• **Exercise goal**: In the records below, the line with "table footer needs." opens the range and the line with "pub fn has_prev(&self)" closes it; print that range exactly and nothing else.

• **Record excerpts**:
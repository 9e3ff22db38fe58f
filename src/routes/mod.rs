pub mod auth;
pub mod cities;
pub mod states;
pub mod users;

use axum::routing::{delete, get, post};
use axum::Router;

use crate::state::SharedState;

pub fn api_routes() -> Router<SharedState> {
    Router::new()
        // Auth
        .route("/api/v1/auth/login", post(auth::login))
        .route("/api/v1/auth/logout", post(auth::logout))
        // Dependent options for the cities search form
        .route("/api/v1/states/options", get(states::options))
        // Bulk status updates, invoked from the datatable toolbar
        .route("/api/v1/users", delete(users::mass_destroy))
        .route("/api/v1/cities", delete(cities::mass_destroy))
}
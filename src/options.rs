//! Option lists for dependent selectors. The synchronous page render and
//! the on-demand JSON endpoint both shape their results here so the two
//! paths cannot drift.

use std::collections::BTreeMap;

use serde::Serialize;

#[derive(Debug, Clone, PartialEq, Eq, Serialize, sqlx::FromRow)]
pub struct OptionItem {
    pub id: i64,
    pub text: String,
    #[sqlx(default)]
    pub selected: bool,
}

/// Marks the options whose ids were previously chosen, so a filtered URL
/// round-trips to the same selector state.
pub fn mark_selected(mut options: Vec<OptionItem>, selected: &[i64]) -> Vec<OptionItem> {
    for opt in &mut options {
        opt.selected = selected.contains(&opt.id);
    }
    options
}

/// Legacy response shape: a plain id → label map.
pub fn as_map(options: &[OptionItem]) -> BTreeMap<i64, String> {
    options.iter().map(|o| (o.id, o.text.clone())).collect()
}
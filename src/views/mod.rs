pub mod auth;
pub mod cities;
pub mod users;

use axum::routing::get;
use axum::Router;

use crate::state::SharedState;

pub fn view_routes() -> Router<SharedState> {
    Router::new()
        // Auth views
        .route("/", get(auth::login_page))
        .route("/auth/login", get(auth::login_page))
        // Users
        .route("/admin/users", get(users::index).post(users::store))
        .route("/admin/users/create", get(users::create_page))
        .route(
            "/admin/users/{id}",
            get(users::show)
                .post(users::update)
                .put(users::update)
                .delete(users::destroy),
        )
        .route("/admin/users/{id}/edit", get(users::edit_page))
        // Cities
        .route("/admin/cities", get(cities::index).post(cities::store))
        .route("/admin/cities/create", get(cities::create_page))
        .route(
            "/admin/cities/{id}",
            axum::routing::post(cities::update)
                .put(cities::update)
                .delete(cities::destroy),
        )
        .route("/admin/cities/{id}/edit", get(cities::edit_page))
}

/// HTML selects submit an empty string for "no selection"; treat that as
/// absent rather than failing integer parsing.
pub(crate) fn empty_as_none<'de, D>(deserializer: D) -> Result<Option<i64>, D::Error>
where
    D: serde::Deserializer<'de>,
{
    use serde::Deserialize;

    let raw = Option::<String>::deserialize(deserializer)?;
    match raw.as_deref().map(str::trim) {
        None | Some("") => Ok(None),
        Some(value) => value.parse().map(Some).map_err(serde::de::Error::custom),
    }
}

/// Appends a page number to an already-encoded filter query string.
pub(crate) fn page_url(path: &str, filter_qs: &str, page: i64) -> String {
    if filter_qs.is_empty() {
        format!("{path}?page={page}")
    } else {
        format!("{path}?{filter_qs}&page={page}")
    }
}
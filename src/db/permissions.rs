use sqlx::PgPool;

/// Capability check: does the actor's role carry this permission?
pub async fn user_has(pool: &PgPool, user_id: i64, capability: &str) -> Result<bool, sqlx::Error> {
    sqlx::query_scalar::<_, bool>(
        "SELECT EXISTS (
            SELECT 1 FROM user_roles ur
            JOIN role_permissions rp ON rp.role_id = ur.role_id
            JOIN permissions p ON p.id = rp.permission_id
            WHERE ur.user_id = $1 AND p.name = $2
        )",
    )
    .bind(user_id)
    .bind(capability)
    .fetch_one(pool)
    .await
}

/// Grants the named capabilities to a role. Unknown capability names are
/// ignored (the catalog is seeded by migration).
pub async fn grant(pool: &PgPool, role_id: i64, capabilities: &[&str]) -> Result<(), sqlx::Error> {
    let names: Vec<String> = capabilities.iter().map(|c| c.to_string()).collect();
    sqlx::query(
        "INSERT INTO role_permissions (role_id, permission_id)
         SELECT $1, p.id FROM permissions p WHERE p.name = ANY($2)
         ON CONFLICT DO NOTHING",
    )
    .bind(role_id)
    .bind(names)
    .execute(pool)
    .await?;
    Ok(())
}
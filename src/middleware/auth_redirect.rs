use axum::extract::Request;
use axum::http::{header, StatusCode};
use axum::middleware::Next;
use axum::response::{IntoResponse, Redirect, Response};

const LOGIN_PATH: &str = "/auth/login";

/// Turns 401 responses on the browser-facing routes into a redirect to the
/// sign-in page. Clients that explicitly ask for JSON keep the raw 401.
pub async fn redirect_unauthorized(req: Request, next: Next) -> Response {
    let wants_json = req
        .headers()
        .get(header::ACCEPT)
        .and_then(|v| v.to_str().ok())
        .is_some_and(|accept| accept.contains("application/json"));

    let response = next.run(req).await;
    if response.status() == StatusCode::UNAUTHORIZED && !wants_json {
        return Redirect::to(LOGIN_PATH).into_response();
    }
    response
}
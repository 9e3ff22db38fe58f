//! Shared listing mechanism: a small predicate compiler over
//! `sqlx::QueryBuilder` plus fixed-size pagination. Every resource listing
//! in the back-office goes through this module.

use sqlx::{Postgres, QueryBuilder};

/// Compiled filter for a listing query. Clauses are conjoined with `AND`
/// onto a base query that already carries a `WHERE`.
#[derive(Debug, Default)]
pub struct Predicate {
    clauses: Vec<Clause>,
}

#[derive(Debug)]
enum Clause {
    Text {
        pattern: String,
        columns: &'static [&'static str],
        related: &'static [&'static str],
    },
    IdIn {
        column: &'static str,
        ids: Vec<i64>,
    },
}

impl Predicate {
    pub fn new() -> Self {
        Self::default()
    }

    /// Free-text search clause: a single disjunction of case-insensitive
    /// substring matches over `columns`, plus one independent `EXISTS`
    /// semi-join per entry in `related`. Each related fragment must be SQL
    /// up to (and including) its trailing `ILIKE `; the pattern bind and
    /// closing paren are appended here. A blank term adds nothing.
    pub fn text(
        mut self,
        term: Option<&str>,
        columns: &'static [&'static str],
        related: &'static [&'static str],
    ) -> Self {
        if let Some(term) = term {
            let term = term.trim();
            if !term.is_empty() {
                self.clauses.push(Clause::Text {
                    pattern: format!("%{term}%"),
                    columns,
                    related,
                });
            }
        }
        self
    }

    /// Structured id-list filter. An empty list is the "all" sentinel and
    /// adds no constraint rather than excluding every row.
    pub fn id_in(mut self, column: &'static str, ids: &[i64]) -> Self {
        if !ids.is_empty() {
            self.clauses.push(Clause::IdIn {
                column,
                ids: ids.to_vec(),
            });
        }
        self
    }

    pub fn apply(&self, qb: &mut QueryBuilder<'_, Postgres>) {
        for clause in &self.clauses {
            match clause {
                Clause::Text {
                    pattern,
                    columns,
                    related,
                } => {
                    qb.push(" AND (");
                    let mut first = true;
                    for col in *columns {
                        if !first {
                            qb.push(" OR ");
                        }
                        first = false;
                        qb.push(*col);
                        qb.push(" ILIKE ");
                        qb.push_bind(pattern.clone());
                    }
                    for sub in *related {
                        if !first {
                            qb.push(" OR ");
                        }
                        first = false;
                        qb.push(*sub);
                        qb.push_bind(pattern.clone());
                        qb.push(")");
                    }
                    qb.push(")");
                }
                Clause::IdIn { column, ids } => {
                    qb.push(" AND ");
                    qb.push(*column);
                    qb.push(" = ANY(");
                    qb.push_bind(ids.clone());
                    qb.push(")");
                }
            }
        }
    }
}

/// Fixed page size shared by every listing, constructed from config once at
/// startup and passed in explicitly.
#[derive(Debug, Clone, Copy)]
pub struct Pager {
    pub page_size: i64,
}

impl Pager {
    pub fn new(page_size: i64) -> Self {
        Self {
            page_size: page_size.max(1),
        }
    }

    /// LIMIT/OFFSET for a 1-based page number. Pages below 1 clamp to 1;
    /// the offset saturates rather than overflowing on absurd page numbers.
    pub fn limit_offset(&self, page: i64) -> (i64, i64) {
        let page = page.max(1);
        (self.page_size, (page - 1).saturating_mul(self.page_size))
    }
}

/// One page of results plus the metadata the table footer needs.
#[derive(Debug)]
pub struct Page<T> {
    pub items: Vec<T>,
    pub total: i64,
    pub page: i64,
    pub per_page: i64,
}

impl<T> Page<T> {
    pub fn total_pages(&self) -> i64 {
        if self.total == 0 {
            0
        } else {
            (self.total + self.per_page - 1) / self.per_page
        }
    }

    /// 1-based index of the first item shown, 0 when the page is empty.
    pub fn first_item(&self) -> i64 {
        if self.items.is_empty() {
            0
        } else {
            (self.page - 1) * self.per_page + 1
        }
    }

    pub fn last_item(&self) -> i64 {
        if self.items.is_empty() {
            0
        } else {
            (self.page - 1) * self.per_page + self.items.len() as i64
        }
    }

    pub fn has_prev(&self) -> bool {
        self.page > 1
    }

    pub fn has_next(&self) -> bool {
        self.page < self.total_pages()
    }
}

/// Parses a comma-joined id list query parameter. `None`, blank input and
/// the literal `"all"` sentinel all mean "no constraint".
pub fn parse_id_list(raw: Option<&str>) -> Vec<i64> {
    match raw.map(str::trim) {
        None | Some("") | Some("all") => Vec::new(),
        Some(s) => s
            .split(',')
            .filter_map(|part| part.trim().parse().ok())
            .collect(),
    }
}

• **Completed exercise**:
/// One page of results plus the metadata the table footer needs.
#[derive(Debug)]
pub struct Page<T> {
    pub items: Vec<T>,
    pub total: i64,
    pub page: i64,
    pub per_page: i64,
}

impl<T> Page<T> {
    pub fn total_pages(&self) -> i64 {
        if self.total == 0 {
            0
        } else {
            (self.total + self.per_page - 1) / self.per_page
        }
    }

    /// 1-based index of the first item shown, 0 when the page is empty.
    pub fn first_item(&self) -> i64 {
        if self.items.is_empty() {
            0
        } else {
            (self.page - 1) * self.per_page + 1
        }
    }

    pub fn last_item(&self) -> i64 {
        if self.items.is_empty() {
            0
        } else {
            (self.page - 1) * self.per_page + self.items.len() as i64
        }
    }

    pub fn has_prev(&self) -> bool {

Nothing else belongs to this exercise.